YOUR GOAL
As you look over the data below, please find each line where the word "bedrock" appears, then copy it.

Data entries:
╔══

//! Observations: the result of an invocation, or the agent's final answer

use serde_json::{Map, Value};

use super::invocation::{CODE_INTERPRETER, KNOWLEDGE_BASE_LOOKUP};
use super::{collaborator, text_field, Extraction};
use crate::telemetry::semconv::{attrs, document_key};
use crate::telemetry::SpanKind;
use crate::utils::json::{non_empty_str, str_field, text_of};

pub(super) fn extract(payload: &Value) -> Extraction {
    let mut extraction = if let Some(output) = payload.get("actionGroupInvocationOutput") {
        action_group(output)
    } else if let Some(output) = payload.get("codeInterpreterInvocationOutput") {
        code_interpreter(output)
    } else if let Some(output) = payload.get("knowledgeBaseLookupOutput") {
        knowledge_base(output)
    } else if payload.get("agentCollaboratorInvocationOutput").is_some() {
        collaborator::extract_output(payload)
    } else if let Some(text) = text_field(payload.get("finalResponse")) {
        final_response(text)
    } else if let Some(reprompt) = payload.get("repromptResponse") {
        reprompt_response(reprompt)
    } else {
        Extraction::default()
    };

    if let Some(observation_type) = non_empty_str(payload, "type") {
        extraction.set_metadata("observation_type", observation_type);
    }
    extraction
}

fn action_group(output: &Value) -> Extraction {
    let mut extraction = Extraction {
        span_kind: Some(SpanKind::Tool),
        ..Default::default()
    };
    if let Some(text) = text_field(Some(output)) {
        extraction.set_output_value(&text);
    }
    extraction
}

/// Output, error, timeout and produced files are mutually exclusive,
/// checked in that order.
fn code_interpreter(output: &Value) -> Extraction {
    let mut extraction = Extraction::new(SpanKind::Tool, CODE_INTERPRETER);

    let text = if let Some(text) = non_empty_str(output, "executionOutput") {
        Some(text.to_string())
    } else if let Some(error) = non_empty_str(output, "executionError") {
        extraction.set_metadata("execution_error", error);
        Some(format!("Error: {}", error))
    } else if output.get("executionTimeout").and_then(Value::as_bool) == Some(true) {
        extraction.set_metadata("execution_timeout", true);
        Some("Execution timed out".to_string())
    } else {
        match output.get("files") {
            Some(Value::Array(files)) if !files.is_empty() => {
                let names: Vec<String> = files.iter().map(text_of).collect();
                Some(format!("Files generated: {}", names.join(", ")))
            }
            _ => None,
        }
    };

    if let Some(text) = text {
        extraction.set_output_value(&text);
    }
    extraction
}

fn knowledge_base(output: &Value) -> Extraction {
    let mut extraction = Extraction::new(SpanKind::Retriever, KNOWLEDGE_BASE_LOOKUP);

    let references = output
        .get("retrievedReferences")
        .and_then(Value::as_array)
        .map(Vec::as_slice)
        .unwrap_or_default();

    for (index, reference) in references.iter().enumerate() {
        let metadata = reference.get("metadata").and_then(Value::as_object);

        let id = metadata
            .and_then(|m| m.get("x-amz-bedrock-kb-chunk-id"))
            .and_then(Value::as_str)
            .or_else(|| location_uri(reference));
        if let Some(id) = id {
            extraction.set_output(document_key(index, attrs::DOCUMENT_ID), id);
        }

        if let Some(content) = text_field(reference.get("content")) {
            extraction.set_output(document_key(index, attrs::DOCUMENT_CONTENT), content);
        }

        if let Some(score) = reference
            .get("score")
            .or_else(|| metadata.and_then(|m| m.get("score")))
            .and_then(Value::as_f64)
        {
            extraction.set_output(document_key(index, attrs::DOCUMENT_SCORE), score);
        }

        let mut document_metadata = metadata.cloned().unwrap_or_else(Map::new);
        if let Some(location) = reference.get("location").filter(|l| !l.is_null()) {
            document_metadata.insert("location".to_string(), location.clone());
        }
        if !document_metadata.is_empty() {
            extraction.set_output(
                document_key(index, attrs::DOCUMENT_METADATA),
                Value::Object(document_metadata).to_string(),
            );
        }
    }

    extraction.set_metadata("document_count", references.len() as u64);
    extraction
}

/// `location.<type>Location.uri`, e.g. `location.s3Location.uri`
fn location_uri(reference: &Value) -> Option<&str> {
    reference
        .get("location")?
        .as_object()?
        .values()
        .find_map(|location| str_field(location, "uri").or_else(|| str_field(location, "url")))
}

fn final_response(text: String) -> Extraction {
    let mut extraction = Extraction::default();
    extraction.set_output_value(&text);
    extraction.display_output = Some(text);
    extraction
}

fn reprompt_response(reprompt: &Value) -> Extraction {
    let mut extraction = Extraction::default();
    if let Some(text) = text_field(Some(reprompt)) {
        extraction.set_output_value(&text);
    }
    if let Some(source) = non_empty_str(reprompt, "source") {
        extraction.set_metadata("reprompt_source", source);
    }
    extraction
}

#[cfg(test)]
mod tests {
    use super::*;
    use serde_json::json;

    fn output_str<'a>(extraction: &'a Extraction, key: &str) -> Option<&'a str> {
        extraction.output.get(key).and_then(|v| v.as_str())
    }

    #[test]
    fn test_action_group_output() {
        let extraction = extract(&json!({
            "type": "ACTION_GROUP",
            "actionGroupInvocationOutput": {"text": "{\"booking\": \"B1\"}"}
        }));
        assert_eq!(extraction.span_kind, Some(SpanKind::Tool));
        assert_eq!(
            output_str(&extraction, attrs::OUTPUT_VALUE),
            Some("{\"booking\": \"B1\"}")
        );
        assert_eq!(extraction.metadata["observation_type"], json!("ACTION_GROUP"));
        assert_eq!(extraction.display_output, None);
    }

    #[test]
    fn test_code_interpreter_priority() {
        let extraction = extract(&json!({"codeInterpreterInvocationOutput": {
            "executionOutput": "42",
            "executionError": "ignored"
        }}));
        assert_eq!(output_str(&extraction, attrs::OUTPUT_VALUE), Some("42"));

        let extraction = extract(&json!({"codeInterpreterInvocationOutput": {
            "executionError": "NameError"
        }}));
        assert_eq!(output_str(&extraction, attrs::OUTPUT_VALUE), Some("Error: NameError"));

        let extraction = extract(&json!({"codeInterpreterInvocationOutput": {
            "executionTimeout": true
        }}));
        assert_eq!(
            output_str(&extraction, attrs::OUTPUT_VALUE),
            Some("Execution timed out")
        );

        let extraction = extract(&json!({"codeInterpreterInvocationOutput": {
            "files": ["chart.png"]
        }}));
        assert_eq!(
            output_str(&extraction, attrs::OUTPUT_VALUE),
            Some("Files generated: chart.png")
        );
    }

    #[test]
    fn test_knowledge_base_documents() {
        let extraction = extract(&json!({
            "type": "KNOWLEDGE_BASE",
            "knowledgeBaseLookupOutput": {"retrievedReferences": [
                {
                    "content": {"text": "Refunds within 30 days"},
                    "location": {"type": "S3", "s3Location": {"uri": "s3://docs/refunds.pdf"}},
                    "metadata": {"x-amz-bedrock-kb-chunk-id": "chunk-1"}
                },
                {
                    "content": {"text": "No refunds on sale items"},
                    "location": {"type": "S3", "s3Location": {"uri": "s3://docs/sales.pdf"}},
                    "score": 0.5
                }
            ]}
        }));

        assert_eq!(extraction.span_kind, Some(SpanKind::Retriever));
        assert_eq!(
            output_str(&extraction, "retrieval.documents.0.document.id"),
            Some("chunk-1")
        );
        assert_eq!(
            output_str(&extraction, "retrieval.documents.1.document.id"),
            Some("s3://docs/sales.pdf")
        );
        assert_eq!(
            output_str(&extraction, "retrieval.documents.1.document.content"),
            Some("No refunds on sale items")
        );
        assert_eq!(
            extraction.output.get("retrieval.documents.1.document.score"),
            Some(&crate::telemetry::AttributeValue::Float(0.5))
        );
        let metadata: Value = serde_json::from_str(
            output_str(&extraction, "retrieval.documents.0.document.metadata").unwrap(),
        )
        .unwrap();
        assert_eq!(metadata["location"]["s3Location"]["uri"], json!("s3://docs/refunds.pdf"));
        assert_eq!(extraction.metadata["document_count"], json!(2));
    }

    #[test]
    fn test_final_response() {
        let extraction = extract(&json!({
            "type": "FINISH",
            "finalResponse": {"text": "Your flight is booked."}
        }));
        assert_eq!(extraction.span_kind, None);
        assert_eq!(
            extraction.display_output.as_deref(),
            Some("Your flight is booked.")
        );
    }

    #[test]
    fn test_reprompt_response() {
        let extraction = extract(&json!({
            "type": "REPROMPT",
            "repromptResponse": {"text": "Please clarify", "source": "PARSER"}
        }));
        assert_eq!(output_str(&extraction, attrs::OUTPUT_VALUE), Some("Please clarify"));
        assert_eq!(extraction.metadata["reprompt_source"], json!("PARSER"));
    }
}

╚══

REPLY
            .and_then(|m| m.get("x-amz-bedrock-kb-chunk-id"))
                    "metadata": {"x-amz-bedrock-kb-chunk-id": "chunk-1"}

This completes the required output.